### [Required action]
From the first record below to the last, retype each one exactly.

### [Material for the task]
╔══
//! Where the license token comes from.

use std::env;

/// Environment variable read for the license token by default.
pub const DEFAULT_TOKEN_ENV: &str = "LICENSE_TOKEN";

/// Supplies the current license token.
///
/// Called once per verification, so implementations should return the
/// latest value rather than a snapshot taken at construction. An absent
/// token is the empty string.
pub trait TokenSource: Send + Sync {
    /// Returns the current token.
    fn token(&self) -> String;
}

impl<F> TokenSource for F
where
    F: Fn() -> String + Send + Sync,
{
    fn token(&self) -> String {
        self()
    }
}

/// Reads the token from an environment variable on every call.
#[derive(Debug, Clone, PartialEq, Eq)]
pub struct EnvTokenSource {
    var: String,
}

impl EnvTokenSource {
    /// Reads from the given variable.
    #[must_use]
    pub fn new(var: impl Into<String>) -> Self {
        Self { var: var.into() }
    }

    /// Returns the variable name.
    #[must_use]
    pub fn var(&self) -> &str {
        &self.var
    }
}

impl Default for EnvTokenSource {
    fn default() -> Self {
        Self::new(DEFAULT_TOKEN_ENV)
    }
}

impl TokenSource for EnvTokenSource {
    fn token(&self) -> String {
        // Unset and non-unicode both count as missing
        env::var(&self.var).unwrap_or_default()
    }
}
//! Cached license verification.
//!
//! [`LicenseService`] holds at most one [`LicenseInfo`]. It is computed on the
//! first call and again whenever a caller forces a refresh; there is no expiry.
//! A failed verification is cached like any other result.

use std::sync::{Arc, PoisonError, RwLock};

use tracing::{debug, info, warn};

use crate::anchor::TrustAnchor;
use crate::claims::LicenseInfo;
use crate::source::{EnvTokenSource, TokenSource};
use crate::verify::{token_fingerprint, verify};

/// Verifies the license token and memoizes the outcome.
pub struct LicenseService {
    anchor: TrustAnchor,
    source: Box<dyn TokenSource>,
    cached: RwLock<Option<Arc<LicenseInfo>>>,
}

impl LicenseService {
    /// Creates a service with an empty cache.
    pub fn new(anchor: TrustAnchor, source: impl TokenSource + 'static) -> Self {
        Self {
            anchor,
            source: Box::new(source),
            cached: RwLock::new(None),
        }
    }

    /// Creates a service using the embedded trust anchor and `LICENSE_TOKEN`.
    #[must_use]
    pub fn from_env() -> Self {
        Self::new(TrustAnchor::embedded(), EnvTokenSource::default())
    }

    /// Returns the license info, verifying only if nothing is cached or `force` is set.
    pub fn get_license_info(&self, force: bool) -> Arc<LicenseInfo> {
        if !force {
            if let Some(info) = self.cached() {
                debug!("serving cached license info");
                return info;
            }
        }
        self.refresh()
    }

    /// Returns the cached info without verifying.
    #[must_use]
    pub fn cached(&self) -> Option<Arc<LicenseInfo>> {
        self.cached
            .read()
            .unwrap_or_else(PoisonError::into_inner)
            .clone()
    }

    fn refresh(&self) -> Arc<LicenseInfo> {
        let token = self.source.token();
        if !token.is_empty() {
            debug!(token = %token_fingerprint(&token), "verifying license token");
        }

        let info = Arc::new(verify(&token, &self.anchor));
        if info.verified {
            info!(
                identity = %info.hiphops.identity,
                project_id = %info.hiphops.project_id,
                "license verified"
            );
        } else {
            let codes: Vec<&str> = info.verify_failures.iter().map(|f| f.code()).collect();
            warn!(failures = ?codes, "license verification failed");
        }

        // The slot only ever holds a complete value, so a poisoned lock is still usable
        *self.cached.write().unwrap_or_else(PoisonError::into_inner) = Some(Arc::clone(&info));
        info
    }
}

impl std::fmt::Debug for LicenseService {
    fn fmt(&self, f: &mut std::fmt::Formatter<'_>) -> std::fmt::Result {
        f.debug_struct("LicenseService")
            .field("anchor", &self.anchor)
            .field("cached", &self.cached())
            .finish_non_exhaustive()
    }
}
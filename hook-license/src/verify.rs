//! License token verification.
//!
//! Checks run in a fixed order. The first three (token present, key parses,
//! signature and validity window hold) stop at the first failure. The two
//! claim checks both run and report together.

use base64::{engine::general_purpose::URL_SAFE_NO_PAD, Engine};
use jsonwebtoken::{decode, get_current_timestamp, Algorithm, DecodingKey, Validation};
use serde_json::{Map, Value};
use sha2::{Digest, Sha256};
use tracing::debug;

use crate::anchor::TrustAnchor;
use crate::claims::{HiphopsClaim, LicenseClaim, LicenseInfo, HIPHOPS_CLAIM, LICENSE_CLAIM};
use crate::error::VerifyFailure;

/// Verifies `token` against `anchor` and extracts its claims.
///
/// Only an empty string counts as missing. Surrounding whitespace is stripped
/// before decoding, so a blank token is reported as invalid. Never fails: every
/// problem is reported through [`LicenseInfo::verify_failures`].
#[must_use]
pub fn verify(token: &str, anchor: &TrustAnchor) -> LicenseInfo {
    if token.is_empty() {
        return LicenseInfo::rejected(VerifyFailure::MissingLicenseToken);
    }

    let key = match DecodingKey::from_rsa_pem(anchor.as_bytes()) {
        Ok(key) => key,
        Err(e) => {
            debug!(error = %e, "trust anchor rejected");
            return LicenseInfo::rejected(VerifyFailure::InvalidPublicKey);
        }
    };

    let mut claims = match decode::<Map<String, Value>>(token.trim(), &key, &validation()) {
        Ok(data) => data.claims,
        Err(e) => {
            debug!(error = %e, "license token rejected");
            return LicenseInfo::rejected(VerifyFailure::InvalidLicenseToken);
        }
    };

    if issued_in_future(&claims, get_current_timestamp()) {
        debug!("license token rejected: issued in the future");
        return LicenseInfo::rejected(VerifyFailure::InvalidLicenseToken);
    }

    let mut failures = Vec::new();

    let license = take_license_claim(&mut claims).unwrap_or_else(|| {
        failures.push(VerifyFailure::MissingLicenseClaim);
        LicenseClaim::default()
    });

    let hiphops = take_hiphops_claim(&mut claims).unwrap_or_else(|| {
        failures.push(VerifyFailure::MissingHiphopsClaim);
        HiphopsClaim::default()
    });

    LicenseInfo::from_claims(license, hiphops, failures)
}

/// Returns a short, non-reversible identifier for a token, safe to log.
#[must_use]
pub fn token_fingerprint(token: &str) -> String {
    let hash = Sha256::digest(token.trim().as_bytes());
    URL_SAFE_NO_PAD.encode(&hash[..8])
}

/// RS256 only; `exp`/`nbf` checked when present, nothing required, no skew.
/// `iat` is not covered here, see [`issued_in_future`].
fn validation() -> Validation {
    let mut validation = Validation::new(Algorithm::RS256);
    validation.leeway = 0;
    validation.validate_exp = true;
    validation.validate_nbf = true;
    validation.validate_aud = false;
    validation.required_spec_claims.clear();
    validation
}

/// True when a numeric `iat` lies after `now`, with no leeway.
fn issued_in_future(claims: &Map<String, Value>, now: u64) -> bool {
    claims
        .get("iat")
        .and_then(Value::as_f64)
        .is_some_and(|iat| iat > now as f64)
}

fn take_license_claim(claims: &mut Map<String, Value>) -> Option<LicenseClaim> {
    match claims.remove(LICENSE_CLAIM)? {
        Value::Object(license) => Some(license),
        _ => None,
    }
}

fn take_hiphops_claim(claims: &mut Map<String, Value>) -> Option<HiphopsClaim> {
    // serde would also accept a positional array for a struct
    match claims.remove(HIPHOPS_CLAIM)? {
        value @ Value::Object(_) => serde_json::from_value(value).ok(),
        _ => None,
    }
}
╚══
### [Completed exercise]
//! Where the license token comes from.

use std::env;

/// Environment variable read for the license token by default.
pub const DEFAULT_TOKEN_ENV: &str = "LICENSE_TOKEN";

/// Supplies the current license token.
///
/// Called once per verification, so implementations should return the
/// latest value rather than a snapshot taken at construction. An absent
/// token is the empty string.
pub trait TokenSource: Send + Sync {
    /// Returns the current token.
    fn token(&self) -> String;
}

impl<F> TokenSource for F
where
    F: Fn() -> String + Send + Sync,
{
    fn token(&self) -> String {
        self()
    }
}

/// Reads the token from an environment variable on every call.
#[derive(Debug, Clone, PartialEq, Eq)]
pub struct EnvTokenSource {
    var: String,
}

impl EnvTokenSource {
    /// Reads from the given variable.
    #[must_use]
    pub fn new(var: impl Into<String>) -> Self {
        Self { var: var.into() }
    }

    /// Returns the variable name.
    #[must_use]
    pub fn var(&self) -> &str {
        &self.var
    }
}

impl Default for EnvTokenSource {
    fn default() -> Self {
        Self::new(DEFAULT_TOKEN_ENV)
    }
}

impl TokenSource for EnvTokenSource {
    fn token(&self) -> String {
        // Unset and non-unicode both count as missing
        env::var(&self.var).unwrap_or_default()
    }
}
//! Cached license verification.
//!
//! [`LicenseService`] holds at most one [`LicenseInfo`]. It is computed on the
//! first call and again whenever a caller forces a refresh; there is no expiry.
//! A failed verification is cached like any other result.

use std::sync::{Arc, PoisonError, RwLock};

use tracing::{debug, info, warn};

use crate::anchor::TrustAnchor;
use crate::claims::LicenseInfo;
use crate::source::{EnvTokenSource, TokenSource};
use crate::verify::{token_fingerprint, verify};

/// Verifies the license token and memoizes the outcome.
pub struct LicenseService {
    anchor: TrustAnchor,
    source: Box<dyn TokenSource>,
    cached: RwLock<Option<Arc<LicenseInfo>>>,
}

impl LicenseService {
    /// Creates a service with an empty cache.
    pub fn new(anchor: TrustAnchor, source: impl TokenSource + 'static) -> Self {
        Self {
            anchor,
            source: Box::new(source),
            cached: RwLock::new(None),
        }
    }

    /// Creates a service using the embedded trust anchor and `LICENSE_TOKEN`.
    #[must_use]
    pub fn from_env() -> Self {
        Self::new(TrustAnchor::embedded(), EnvTokenSource::default())
    }

    /// Returns the license info, verifying only if nothing is cached or `force` is set.
    pub fn get_license_info(&self, force: bool) -> Arc<LicenseInfo> {
        if !force {
            if let Some(info) = self.cached() {
                debug!("serving cached license info");
                return info;
            }
        }
        self.refresh()
    }

    /// Returns the cached info without verifying.
    #[must_use]
    pub fn cached(&self) -> Option<Arc<LicenseInfo>> {
        self.cached
            .read()
            .unwrap_or_else(PoisonError::into_inner)
            .clone()
    }

    fn refresh(&self) -> Arc<LicenseInfo> {
        let token = self.source.token();
        if !token.is_empty() {
            debug!(token = %token_fingerprint(&token), "verifying license token");
        }

        let info = Arc::new(verify(&token, &self.anchor));
        if info.verified {
            info!(
                identity = %info.hiphops.identity,
                project_id = %info.hiphops.project_id,
                "license verified"
            );
        } else {
            let codes: Vec<&str> = info.verify_failures.iter().map(|f| f.code()).collect();
            warn!(failures = ?codes, "license verification failed");
        }

        // The slot only ever holds a complete value, so a poisoned lock is still usable
        *self.cached.write().unwrap_or_else(PoisonError::into_inner) = Some(Arc::clone(&info));
        info
    }
}

impl std::fmt::Debug for LicenseService {
    fn fmt(&self, f: &mut std::fmt::Formatter<'_>) -> std::fmt::Result {
        f.debug_struct("LicenseService")
            .field("anchor", &self.anchor)
            .field("cached", &self.cached())
            .finish_non_exhaustive()
    }
}
filename hook-license/src/verify.rs
//! License token verification.
//!
//! Checks run in a fixed order. The first three (token present, key parses,
//! signature and validity window hold) stop at the first failure. The two
//! claim checks both run and report together.

use base64::{engine::general_purpose::URL_SAFE_NO_PAD, Engine};
use jsonwebtoken::{decode, get_current_timestamp, Algorithm, DecodingKey, Validation};
use serde_json::{Map, Value};
use sha2::{Digest, Sha256};
use tracing::debug;

use crate::anchor::TrustAnchor;
use crate::claims::{HiphopsClaim, LicenseClaim, LicenseInfo, HIPHOPS_CLAIM, LICENSE_CLAIM};
use crate::error::VerifyFailure;

/// Verifies `token` against `anchor` and extracts its claims.
///
/// Only an empty string counts as missing. Surrounding whitespace is stripped
/// before decoding, so a blank token is reported as invalid. Never fails: every
/// problem is reported through [`LicenseInfo::verify_failures`].
#[must_use]
pub fn verify(token: &str, anchor: &TrustAnchor) -> LicenseInfo {
    if token.is_empty() {
        return LicenseInfo::rejected(VerifyFailure::MissingLicenseToken);
    }

    let key = match DecodingKey::from_rsa_pem(anchor.as_bytes()) {
        Ok(key) => key,
        Err(e) => {
            debug!(error = %e, "trust anchor rejected");
            return LicenseInfo::rejected(VerifyFailure::InvalidPublicKey);
        }
    };

    let mut claims = match decode::<Map<String, Value>>(token.trim(), &key, &validation()) {
        Ok(data) => data.claims,
        Err(e) => {
            debug!(error = %e, "license token rejected");
            return LicenseInfo::rejected(VerifyFailure::InvalidLicenseToken);
        }
    };

    if issued_in_future(&claims, get_current_timestamp()) {
        debug!("license token rejected: issued in the future");
        return LicenseInfo::rejected(VerifyFailure::InvalidLicenseToken);
    }

    let mut failures = Vec::new();

    let license = take_license_claim(&mut claims).unwrap_or_else(|| {
        failures.push(VerifyFailure::MissingLicenseClaim);
        LicenseClaim::default()
    });

    let hiphops = take_hiphops_claim(&mut claims).unwrap_or_else(|| {
        failures.push(VerifyFailure::MissingHiphopsClaim);
        HiphopsClaim::default()
    });

    LicenseInfo::from_claims(license, hiphops, failures)
}

/// Returns a short, non-reversible identifier for a token, safe to log.
#[must_use]
pub fn token_fingerprint(token: &str) -> String {
    let hash = Sha256::digest(token.trim().as_bytes());
    URL_SAFE_NO_PAD.encode(&hash[..8])
}

/// RS256 only; `exp`/`nbf` checked when present, nothing required, no skew.
/// `iat` is not covered here, see [`issued_in_future`].
fn validation() -> Validation {
    let mut validation = Validation::new(Algorithm::RS256);
    validation.leeway = 0;
    validation.validate_exp = true;
    validation.validate_nbf = true;
    validation.validate_aud = false;
    validation.required_spec_claims.clear();
    validation
}

/// True when a numeric `iat` lies after `now`, with no leeway.
fn issued_in_future(claims: &Map<String, Value>, now: u64) -> bool {
    claims
        .get("iat")
        .and_then(Value::as_f64)
        .is_some_and(|iat| iat > now as f64)
}

fn take_license_claim(claims: &mut Map<String, Value>) -> Option<LicenseClaim> {
    match claims.remove(LICENSE_CLAIM)? {
        Value::Object(license) => Some(license),
        _ => None,
    }
}

fn take_hiphops_claim(claims: &mut Map<String, Value>) -> Option<HiphopsClaim> {
    // serde would also accept a positional array for a struct
    match claims.remove(HIPHOPS_CLAIM)? {
        value @ Value::Object(_) => serde_json::from_value(value).ok(),
        _ => None,
    }
}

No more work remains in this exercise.